We run the follow commands only replacing "taxa" with "genes":
https://github.com/phenoscape/pipeline/blob/b7a129f1587785bf7f993a2980e3a1f62b2afe62/Makefile#L640-L642 https://github.com/phenoscape/pipeline/blob/b7a129f1587785bf7f993a2980e3a1f62b2afe62/Makefile#L644-L646
Rename the "gene-" files to "genes-". (eg. rename gene-pairwise-sim.ttl
to genes-pairwise-sim.ttl
)
Then create a pattern rules for each step that is used for both the "taxa" and "genes" files.
Thoughts on this potential change @balhoff ?
I agree with all this. One gotcha is the grep
vs. grep -v
in the rank-statistics targets.
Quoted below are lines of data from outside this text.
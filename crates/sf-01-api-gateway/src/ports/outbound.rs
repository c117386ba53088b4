//! Outbound ports for the API Gateway.
//!
//! The dispatcher depends on these traits only; the gRPC and HTTP adapters
//! implement them for production and tests substitute counting mocks.

use async_trait::async_trait;
use shared_types::{CredentialResponse, Product};

use crate::domain::error::{CatalogClientError, CredentialClientError};
use crate::domain::types::CredentialRequest;

/// Typed access to the catalog backend (Driven Port)
#[async_trait]
pub trait CatalogApi: Send + Sync {
    /// Look up a single product by identifier.
    async fn get_product_by_id(&self, id: i32) -> Result<Product, CatalogClientError>;

    /// List every product in the catalog.
    async fn list_products(&self) -> Result<Vec<Product>, CatalogClientError>;
}

/// Typed access to the credential backend (Driven Port)
///
/// Implementations relay the backend's verdict without interpreting
/// `success`.
#[async_trait]
pub trait CredentialApi: Send + Sync {
    /// Send one credential request and return the decoded verdict.
    async fn submit(
        &self,
        request: &CredentialRequest,
    ) -> Result<CredentialResponse, CredentialClientError>;
}
//! SF-Client: demo client for the Storefront services.
//!
//! Runs the signup → login → product lookup sequence either directly against
//! the auth and catalog services or through the API gateway.

pub mod api;

pub use api::{ClientError, DirectClient, GatewayClient, Signup};
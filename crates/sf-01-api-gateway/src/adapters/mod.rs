//! Adapters for the API Gateway.
//!
//! Network implementations of the outbound ports.

pub mod catalog_client;
pub mod credential_client;

pub use catalog_client::GrpcCatalogClient;
pub use credential_client::HttpCredentialClient;
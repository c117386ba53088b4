//! One-way password digest applied before credentials leave the gateway.
//!
//! Lowercase hex SHA-256, unsalted. This only keeps cleartext off the
//! backend hop; it is not a storage scheme.

use sha2::{Digest, Sha256};
use std::fmt;

/// Hex-encoded SHA-256 of a password (always 64 characters).
#[derive(Clone, PartialEq, Eq)]
pub struct PasswordDigest(String);

impl PasswordDigest {
    /// Length of the hex encoding
    pub const HEX_LEN: usize = 64;

    pub fn of(password: &str) -> Self {
        Self(hex::encode(Sha256::digest(password.as_bytes())))
    }

    pub fn as_hex(&self) -> &str {
        &self.0
    }
}

// Keep digests out of logs even at debug level.
impl fmt::Debug for PasswordDigest {
    fn fmt(&self, f: &mut fmt::Formatter<'_>) -> fmt::Result {
        f.write_str("PasswordDigest(..)")
    }
}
We should split that out to generate taxa-profile-sizes.txt
and genes-profile-sizes.txt
in new targets from profile-sizes.txt
.
I have three final changes I would like to make for this issue.
Right now we have an embedded list of multiple find commands: https://github.com/phenoscape/pipeline/blob/cc4263e96a092418669bf3f99669e01f60873b86/Makefile#L131-L141
To parameterize this I suggest adding a new nexml-subdirs.txt file that would have the following contents:
curation-files/completed-phenex-files
curation-files/fin_limb-incomplete-files
curation-files/Jackson_Dissertation_Files
curation-files/teleost-incomplete-files/Miniature_Monographs
curation-files/teleost-incomplete-files/Miniatures_Matrix_Files
curation-files/teleost-incomplete-files/Dillman_Supermatrix_Files
curation-files/matrix-vs-monograph
The makefile we would read the input file and create find command for all of the directories.
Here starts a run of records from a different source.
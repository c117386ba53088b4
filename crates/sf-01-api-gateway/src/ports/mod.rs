//! Ports (hexagonal boundaries) of the API Gateway.

pub mod outbound;

pub use outbound::{CatalogApi, CredentialApi};
//! Telemetry configuration from environment variables.

use std::env;

/// Configuration for logging output.
#[derive(Debug, Clone)]
pub struct TelemetryConfig {
    /// Service name attached to startup logs
    pub service_name: String,

    /// Log level filter (trace, debug, info, warn, error)
    pub log_level: String,

    /// Whether to enable JSON formatted logs
    pub json_logs: bool,

    /// Whether to include thread ids in log lines
    pub thread_ids: bool,
}

impl Default for TelemetryConfig {
    fn default() -> Self {
        Self {
            service_name: "storefront".to_string(),
            log_level: "info".to_string(),
            json_logs: false,
            thread_ids: true,
        }
    }
}

impl TelemetryConfig {
    /// Create configuration from environment variables.
    ///
    /// - `SF_SERVICE_NAME`: Service name (default: storefront)
    /// - `SF_LOG_LEVEL` or `RUST_LOG`: Log level (default: info)
    /// - `SF_JSON_LOGS`: Enable JSON logs (default: false, true in containers)
    pub fn from_env() -> Self {
        let is_container =
            env::var("KUBERNETES_SERVICE_HOST").is_ok() || env::var("DOCKER_CONTAINER").is_ok();

        Self {
            service_name: env::var("SF_SERVICE_NAME").unwrap_or_else(|_| "storefront".to_string()),

            log_level: env::var("SF_LOG_LEVEL")
                .or_else(|_| env::var("RUST_LOG"))
                .unwrap_or_else(|_| "info".to_string()),

            json_logs: env::var("SF_JSON_LOGS")
                .map(|v| v.to_lowercase() == "true" || v == "1")
                .unwrap_or(is_container),

            thread_ids: true,
        }
    }

    /// Create configuration for a specific binary.
    pub fn for_service(service_name: &str) -> Self {
        let mut config = Self::from_env();
        if env::var("SF_SERVICE_NAME").is_err() {
            config.service_name = service_name.to_string();
        }
        config
    }
}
There are 4 curl commands that download monarch data essentially the same way: https://github.com/phenoscape/pipeline/blob/cc4263e96a092418669bf3f99669e01f60873b86/Makefile#L377-L405
To simplify this I want to make a pattern rule for $(BUILD_DIR)/monarch/%.ttl
. This would require storing these output files in a subdirectory.
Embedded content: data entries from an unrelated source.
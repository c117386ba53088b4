//! # Storefront Auth Service
//!
//! Listens on `SF_AUTH_PORT` (default 50053).

use std::sync::Arc;

use anyhow::{Context, Result};
use tracing::{info, warn};

use sf_03_auth_service::{AuthConfig, AuthService, InMemoryUserStore};
use storefront_telemetry::{init_logging, TelemetryConfig};

#[tokio::main]
async fn main() -> Result<()> {
    init_logging(&TelemetryConfig::for_service("sf-auth-service"))?;

    let service = Arc::new(
        AuthService::new(AuthConfig::from_env(), Arc::new(InMemoryUserStore::new()))
            .context("failed to initialize auth service")?,
    );

    {
        let service = Arc::clone(&service);
        tokio::spawn(async move {
            match tokio::signal::ctrl_c().await {
                Ok(()) => info!("Received Ctrl+C, shutting down"),
                Err(e) => warn!(error = %e, "Failed to listen for Ctrl+C, shutting down"),
            }
            service.shutdown();
        });
    }

    service.start().await?;
    Ok(())
}
//! Cross-service flows.

pub mod harness;

mod gateway_flows;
The following rule lists the input files twice. Once as prerequisites then again as input arguments:
https://github.com/phenoscape/pipeline/blob/cc4263e96a092418669bf3f99669e01f60873b86/Makefile#L208-L230
I think the above rule can be simplified by using the all prerequisites $^
automatic variable.
It looks like we have a rule to build the monarch file hpoa.ttl
, but it's commented out everywhere?
https://github.com/phenoscape/pipeline/blob/cc4263e96a092418669bf3f99669e01f60873b86/Makefile#L362-L363
https://github.com/phenoscape/pipeline/blob/cc4263e96a092418669bf3f99669e01f60873b86/Makefile#L374-L375
Here is a Make example for reducing duplication with robot merge
: https://github.com/balhoff/ultimate-ontology-makefile/blob/4b7a6c913d7a1a4feb71866c9e86f41260ecc365/Makefile#L39
A place to start might be the DOS-DP patterns.